Im not sure but i think its Blathers


----------



## TortimerCrossing (Apr 17, 2015)

mabel able c: so cute


----------



## LaBelleFleur (Apr 17, 2015)

I'm ISFJ, so Booker.
Interesting though: I took the quiz that doggaroo posted earlier and got...
- You have strong preference of Introversion over Extraversion (78%)
- You have marginal or no preference of Sensing over Intuition (1%)
- You have moderate preference of Feeling over Thinking (25%)
- You have moderate preference of Judging over Perceiving (33%)

Pretty accurate.


----------



## Katattacc (Apr 17, 2015)

it looks like i am tortimer lol


----------



## MsPancake (Apr 17, 2015)

I'm the Brewster, I'd say this is pretty spot on. I wonder what the Brewster would look like if he was female


----------



## CJODell62 (Apr 17, 2015)

According to the results, I'm Brewster (the artist).

- - - Post Merge - - -

My more detailed results are:
•You have slight preference of Introversion over Extraversion (22%)
•You have distinct preference of Sensing over Intuition (62%)
•You have moderate preference of Feeling over Thinking (38%)
•You have slight preference of Perceiving over Judging (22%)


----------



## MightyMunchlax (Apr 17, 2015)

K.K. Slider


----------



## PlasmaPower (Apr 17, 2015)

Where's the actual quiz? I don't get it.


----------



## MadisonCrossing (Apr 17, 2015)

I tried taking the test but I'm young so I feel like half the questions don't even relate to me haha


----------



## KiraNinja (Apr 18, 2015)

I'm K.K Slider.

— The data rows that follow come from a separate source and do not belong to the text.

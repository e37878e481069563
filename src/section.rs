//! Assembly of processed sections: identifiers, hierarchical paths,
//! embedding-safe part chains and their chunks.

use serde::{Deserialize, Serialize};

use crate::{
    chunking::{ChunkingConfig, chunk_paragraphs, split_embedding_parts},
    extract::{ExtractedRange, PageLayout},
    ids::SectionId,
    material::TocSection,
    text_util::char_slice,
    title_match::numeric_prefix,
};

/// A retrieval-sized, paragraph-aligned piece of a section part.
///
/// `char_start..char_end` spans the first through last joined paragraph
/// in the material text. `content` rejoins those paragraphs with a single
/// blank line and drops empty ones, so its char count can be smaller than
/// the span.
#[derive(Debug, Clone, PartialEq, Eq, Serialize, Deserialize)]
#[serde(rename_all = "camelCase")]
pub struct Chunk {
    pub chunk_id: String,
    pub section_id: String,
    pub title: String,
    pub path: String,
    pub page: u32,
    pub paragraph_idx: usize,
    pub char_start: usize,
    pub char_end: usize,
    pub content: String,
}

/// A section ready for persistence. Oversized sections are a chain: the
/// first part owns the remaining parts in `follow_up_parts`.
#[derive(Debug, Clone, PartialEq, Eq, Serialize, Deserialize)]
#[serde(rename_all = "camelCase")]
pub struct ProcessedSection {
    pub section_id: String,
    pub title: String,
    pub clean_title: String,
    pub path: String,
    pub level: u32,
    pub page_start: u32,
    pub page_end: u32,
    pub char_start: usize,
    pub char_end: usize,
    pub content: String,
    pub parent_section_id: Option<String>,
    pub semantic_type: String,
    #[serde(default, skip_serializing_if = "Vec::is_empty")]
    pub follow_up_parts: Vec<ProcessedSection>,
    #[serde(default)]
    pub chunks: Vec<Chunk>,
}

impl ProcessedSection {
    /// This part followed by its follow-up parts, in document order.
    pub fn parts(&self) -> impl Iterator<Item = &ProcessedSection> {
        std::iter::once(self).chain(self.follow_up_parts.iter())
    }

    pub fn part_count(&self) -> usize {
        1 + self.follow_up_parts.len()
    }

    pub fn chunk_count(&self) -> usize {
        self.parts().map(|p| p.chunks.len()).sum()
    }
}

/// Deepest level honoured when deriving paths from counters.
const MAX_DEPTH: usize = 16;

/// Hierarchical path of every TOC section.
///
/// A numeric title prefix (`"5.1 Hardver"`) is used as is. Otherwise the
/// path comes from per-level counters folded over the TOC in order; a
/// numbered title resets the counters so later unnumbered siblings
/// continue from it.
pub fn section_paths(sections: &[TocSection]) -> Vec<String> {
    let mut counters: Vec<usize> = Vec::new();

    sections
        .iter()
        .map(|section| {
            if let Some(prefix) = numeric_prefix(&section.title) {
                let parsed: Option<Vec<usize>> =
                    prefix.split('.').map(|n| n.parse().ok()).collect();
                if let Some(parsed) = parsed {
                    counters = parsed;
                }
                return prefix;
            }

            let depth = (section.level as usize).clamp(1, MAX_DEPTH);
            counters.resize(depth, 0);
            counters[depth - 1] += 1;
            counters
                .iter()
                .map(usize::to_string)
                .collect::<Vec<_>>()
                .join(".")
        })
        .collect()
}

/// Everything needed to assemble one TOC section.
#[derive(Debug, Clone, Copy)]
pub struct SectionSource<'a> {
    pub toc_index: usize,
    pub toc: &'a TocSection,
    pub path: &'a str,
    pub range: &'a ExtractedRange,
}

/// Build the processed section for `source.range`, splitting it into
/// embedding-safe parts and chunking every part.
///
/// Content within the ceiling gives a single section `sec_NNN`. Longer
/// content gives parts `sec_NNN_embedpart1..N` with paths suffixed `.1..N`;
/// the first part owns the others. Chunk sequence numbers continue across
/// parts.
pub fn build_processed_section(
    source: SectionSource<'_>,
    layout: &PageLayout,
    config: &ChunkingConfig,
) -> ProcessedSection {
    let range = source.range;
    let base_id = SectionId::new(source.toc_index);
    let spans = split_embedding_parts(&range.content, config);
    let split = spans.len() > 1;
    let clean_title = source.toc.search_title();

    let mut paragraph_idx = 0;
    let mut parts: Vec<ProcessedSection> = spans
        .iter()
        .enumerate()
        .map(|(i, span)| {
            let (id, path) = if split {
                (base_id.with_part(i + 1), format!("{}.{}", source.path, i + 1))
            } else {
                (base_id.clone(), source.path.to_string())
            };
            let content = char_slice(&range.content, span.start, span.end);
            let char_start = range.char_start + span.start;
            let char_end = range.char_start + span.end;
            let page_start = layout.page_at(char_start).unwrap_or(range.first_page);
            let page_end = layout
                .page_at(char_end.saturating_sub(1).max(char_start))
                .unwrap_or(range.last_page);

            let chunks = chunk_paragraphs(content, config.chunk_size)
                .into_iter()
                .map(|chunk| {
                    let start = char_start + chunk.start;
                    let built = Chunk {
                        chunk_id: id.chunk_id(paragraph_idx),
                        section_id: id.to_string(),
                        title: clean_title.clone(),
                        path: path.clone(),
                        page: layout.page_at(start).unwrap_or(page_start),
                        paragraph_idx,
                        char_start: start,
                        char_end: char_start + chunk.end,
                        content: chunk.text,
                    };
                    paragraph_idx += 1;
                    built
                })
                .collect();

            ProcessedSection {
                section_id: id.to_string(),
                title: source.toc.title.clone(),
                clean_title: clean_title.clone(),
                path,
                level: source.toc.level,
                page_start,
                page_end,
                char_start,
                char_end,
                content: content.to_string(),
                parent_section_id: source.toc.parent_section_id.clone(),
                semantic_type: source.toc.semantic_type.clone(),
                follow_up_parts: Vec::new(),
                chunks,
            }
        })
        .collect();

    let mut first = parts.remove(0);
    first.follow_up_parts = parts;
    first
}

But curious... what would Lyle be?


----------



## Electric (Apr 18, 2015)

Mable! ^.^


----------



## kikiiii (Apr 18, 2015)

im brewster; isfp
pretty accurate if i would say so myself!


----------



## AndrewJohn (Apr 18, 2015)

INTJ pride!

Feels good to be a K.K. Slider.


----------



## CrazyCat42 (Apr 18, 2015)

Brewster it is.


----------



## KaraNari (Apr 18, 2015)

I got Pascal! ENFJ! I knew my type beforehand from my psychology classes! I did the original test that was like 200+ questions and it sucked haha


----------



## Aeryka (Apr 18, 2015)

K.K INTJ
I took this a few years ago! The test is pretty accurate with other characters on shows and whatnot. I end up having a lot in common with the way they think or how they react to things.


----------



## Feloreena (Apr 18, 2015)

I'm INFJ:


You have strong preference of Introversion over Extraversion (89%).
You have strong preference of Intuition over Sensing (88%).
You have moderate preference of Feeling over Thinking (38%).
You have slight preference of Judging over Perceiving (11%).

That leaves me with Rover on that picture. Seems a bit strange to put Rover under an introverted category.


----------



## TarzanGirl (Apr 18, 2015)

I got KK Slider


----------



## sizzles (Apr 18, 2015)

K.K Slider!  I'm definitely INTJ


----------



## hollowbunnie (Apr 18, 2015)

I got Rover!! So me  love this


----------



## oath2order (Apr 18, 2015)

INTJ KK Slider


----------



## mdchan (Apr 18, 2015)

INFJ, so...Rover.

I also agree with everyone else saying that it's strange to find Rover in an "introvert" category.  Then again, he's traveling by himself, and just because someone is introverted doesn't mean they won't talk to others.


----------